It is been a while since I blogged about Monobjc. Some people may have thought that the project was in sleep (or worst dead), but it is not.

I work on Monobjc on my spare time, which means that the project does not go as fast as I would. And as the last six months have been quite harsh for me on the business side, I spent very few hours on the Monobjc project. But, now that the situation is back to normal, I can dedicate more resources to the project.

In this post, I will try to summarize the current state and the future of the project.

I am working on the next iteration of the Monobjc project now for eight months. It can be considered a very long time, but the current design has proven to reach its limits when I was working on two new main features: categories and 64 bits support.
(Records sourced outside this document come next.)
//! HTTP server setup and configuration.
//!
//! # Responsibilities
//! - Create Axum Router with page, form and API handlers
//! - Wire up middleware (request ID, tracing, timeout, metrics)
//! - Serve on a listener until shutdown

use axum::{
    extract::{MatchedPath, Request},
    middleware::{self, Next},
    response::Response,
    routing::{get, post},
    Router,
};
use std::future::Future;
use std::sync::Arc;
use std::time::{Duration, Instant};
use tokio::net::TcpListener;
use tower::ServiceBuilder;
use tower_http::{
    request_id::{PropagateRequestIdLayer, SetRequestIdLayer},
    timeout::TimeoutLayer,
    trace::TraceLayer,
};

use crate::config::schema::ServerConfig;
use crate::http::request::{request_id, UuidRequestId, X_REQUEST_ID};
use crate::http::{api, handlers};
use crate::mint::MintClient;
use crate::observability::metrics;

/// Application state injected into handlers.
#[derive(Clone)]
pub struct AppState {
    pub mint: Arc<MintClient>,
}

/// HTTP server for the mint page.
pub struct HttpServer {
    router: Router,
}

impl HttpServer {
    pub fn new(config: &ServerConfig, mint: Arc<MintClient>) -> Self {
        let router = build_router(
            AppState { mint },
            Duration::from_secs(config.request_timeout_secs),
        );
        Self { router }
    }

    /// Run the server until `shutdown` resolves, then drain in-flight
    /// requests.
    pub async fn run<F>(self, listener: TcpListener, shutdown: F) -> Result<(), std::io::Error>
    where
        F: Future<Output = ()> + Send + 'static,
    {
        let addr = listener.local_addr()?;
        tracing::info!(address = %addr, "HTTP server starting");

        axum::serve(listener, self.router)
            .with_graceful_shutdown(shutdown)
            .await?;

        tracing::info!("HTTP server stopped");
        Ok(())
    }
}

/// Build the Axum router with all middleware layers.
#[allow(deprecated)]
pub fn build_router(state: AppState, request_timeout: Duration) -> Router {
    Router::new()
        .route("/", get(handlers::index))
        .route("/connect", post(handlers::connect))
        .route("/disconnect", post(handlers::disconnect))
        .route("/mint", post(handlers::mint))
        .route("/api/state", get(api::state))
        .route("/api/connect", post(api::connect))
        .route("/api/disconnect", post(api::disconnect))
        .route("/api/mint", post(api::mint))
        .route("/health", get(api::health))
        .route_layer(middleware::from_fn(track_metrics))
        .with_state(state)
        .layer(
            ServiceBuilder::new()
                .layer(SetRequestIdLayer::new(X_REQUEST_ID, UuidRequestId))
                .layer(
                    TraceLayer::new_for_http().make_span_with(|request: &Request| {
                        tracing::info_span!(
                            "http_request",
                            method = %request.method(),
                            uri = %request.uri(),
                            request_id = %request_id(request),
                        )
                    }),
                )
                .layer(TimeoutLayer::new(request_timeout))
                .layer(PropagateRequestIdLayer::new(X_REQUEST_ID)),
        )
}

async fn track_metrics(request: Request, next: Next) -> Response {
    let start = Instant::now();
    let route = request
        .extensions()
        .get::<MatchedPath>()
        .map(|p| p.as_str().to_string())
        .unwrap_or_else(|| "unmatched".to_string());
    let method = request.method().to_string();

    let response = next.run(request).await;
    metrics::record_request(&method, &route, response.status().as_u16(), start);
    response
}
As for now, the Monobjc project is lacking on the following points:

  • The support for PowerPC architectures is broken since Mono 2.6. I spent a lot of time to figure why Monobjc crashes on Mono 2.6 when it was working perfectly on Mono 2.4. Note that this issue is bound to PowerPC only.
  • The support for 64 bits systems. Now that experimental build of Mono can be built, it would be great to have access to the power of 64 bits architecture in Monobjc applications.
  • The support for categories is missing. Even so it does not seem important, I think it is a really handy feature to add to subclassing and composition. It works the same way as extension methods in .NET.
  • The support for blocks. This addition from Mac OS X 10.6 is used extensivly in the new APIs.
  • A proper set of tools, including a decent MonoDevelop plugin set.

A New Design

The PowerPC issue and the 64bits support are part of the same approach. The current design, mostly managed code, is too hard to debug or to alter in order to support a new architecture properly. So I sat down and though about the most efficient architecture that would allow a transparent support of 32/64 bits architectures and maybe solve the PowerPC support issue. I came to the conclusion that the managed side of the bridge was too clumsy.
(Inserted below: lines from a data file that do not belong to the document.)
//! Page and form handlers.
//!
//! Each form post performs its action and answers `303 See Other` back to
//! the page, which re-renders from fresh state.

use axum::{
    extract::State,
    http::StatusCode,
    response::{Html, IntoResponse, Redirect, Response},
    Form,
};
use serde::Deserialize;

use crate::http::page;
use crate::http::server::AppState;

#[derive(Debug, Deserialize)]
pub struct MintForm {
    #[serde(default)]
    pub quantity: String,
}

/// Parse the form's quantity. Anything unparsable counts as zero, which the
/// mint workflow rejects.
pub fn parse_quantity(raw: &str) -> u64 {
    raw.trim().parse().unwrap_or(0)
}

pub async fn index(State(state): State<AppState>) -> Html<String> {
    let snapshot = state.mint.snapshot();
    let notice = state.mint.take_notice();
    Html(page::render(&snapshot, notice.as_deref()))
}

pub async fn connect(State(state): State<AppState>) -> Response {
    match state.mint.connect().await {
        Ok(_) => Redirect::to("/").into_response(),
        Err(e) => {
            tracing::error!(error = %e, "Connect failed");
            (StatusCode::INTERNAL_SERVER_ERROR, e.to_string()).into_response()
        }
    }
}

pub async fn disconnect(State(state): State<AppState>) -> Response {
    match state.mint.disconnect().await {
        Ok(()) => Redirect::to("/").into_response(),
        Err(e) => {
            tracing::error!(error = %e, "Disconnect failed");
            (StatusCode::INTERNAL_SERVER_ERROR, e.to_string()).into_response()
        }
    }
}

/// Failures surface as the page notice, so this always redirects.
pub async fn mint(State(state): State<AppState>, Form(form): Form<MintForm>) -> Redirect {
    let _ = state.mint.mint_detached(parse_quantity(&form.quantity)).await;
    Redirect::to("/")
}
//! Tezos chain integration subsystem.
//!
//! # Data Flow
//! ```text
//! NetworkConfig (RPC URLs, network, timeouts)
//!     → client.rs (node RPC with failover and timeouts)
//!     → michelson.rs (Micheline values, annotated storage)
//!     → transaction.rs (build operations, watch confirmations)
//! ```
//!
//! # Constraints
//! - Keys never pass through this module; signing belongs to the wallet
//! - All RPC calls have configurable timeouts
//! - Injection goes to the primary node only

pub mod client;
pub mod michelson;
pub mod transaction;
pub mod types;

pub use client::{ChainRpc, TezosClient};
pub use michelson::Micheline;
pub use types::{ContractCall, ContractScript, Mutez, Network, OperationHash, TezosError, TezosResult};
The design I came to will be based on a custom Mono runtime, containing the Monobjc extensions (messaging, bridging, class registration, etc). It is close to what you can find in others Cocoa/XXX bridges like RubyCocoa or PyObjc. With that design, the managed code of the bridge is greatly reduces as well as the manipulation of the native structures. The diagram below summarized the idea:

New Runtime

What does it means for every developpers ? Well, almost nothing. The tooling part of Monobjc will take care of the custom runtime and the changes are minor. This leads to a painless migration when transitionning to the new design.

More Unit Tests

While working on the categories, I realized that the Monobjc project was not tooled enough for regression and unit testing. The current state of the unit tests is pretty awful, so the next iteration of the project will focused on a better support for unit and regression testings.

Flexible Wrapper Generation

For almost three years, I used several tools to generate the Cocoa wrappers, which involves scapping sources, fixing it by hand to have a decent result. But when dealing with new classes, it is not sustainable anymore. That why I decide to rethink entirely the wrapper generation. This is an ongoing work, but the result can be seen by cloning and building the monobjc-generator project on GitHub.

MonoDevelop Integration

The current state of MonoDevelop integration is pretty light. The plugin set was created by Eric Butler but its maintenance requires a lot of work, and the project is now considered D.O.A. Speaking of proper tools, the MonoDevelop plugin set will be of course part of it.

What about MonoMac ?

As stated in this post, the choices will favor developers. The Monobjc project remains dedicated into providing the best .NET/Objective-C bridge, along with a proper tooling. What is important to me is to provide a complete toolchain that enable developers to focus on their application instead of the development process.

Conclusion

That is all for now. I hope that my fellow readers will find this information useful. I am eager to get some feedback on that and on the Monobjc project in general.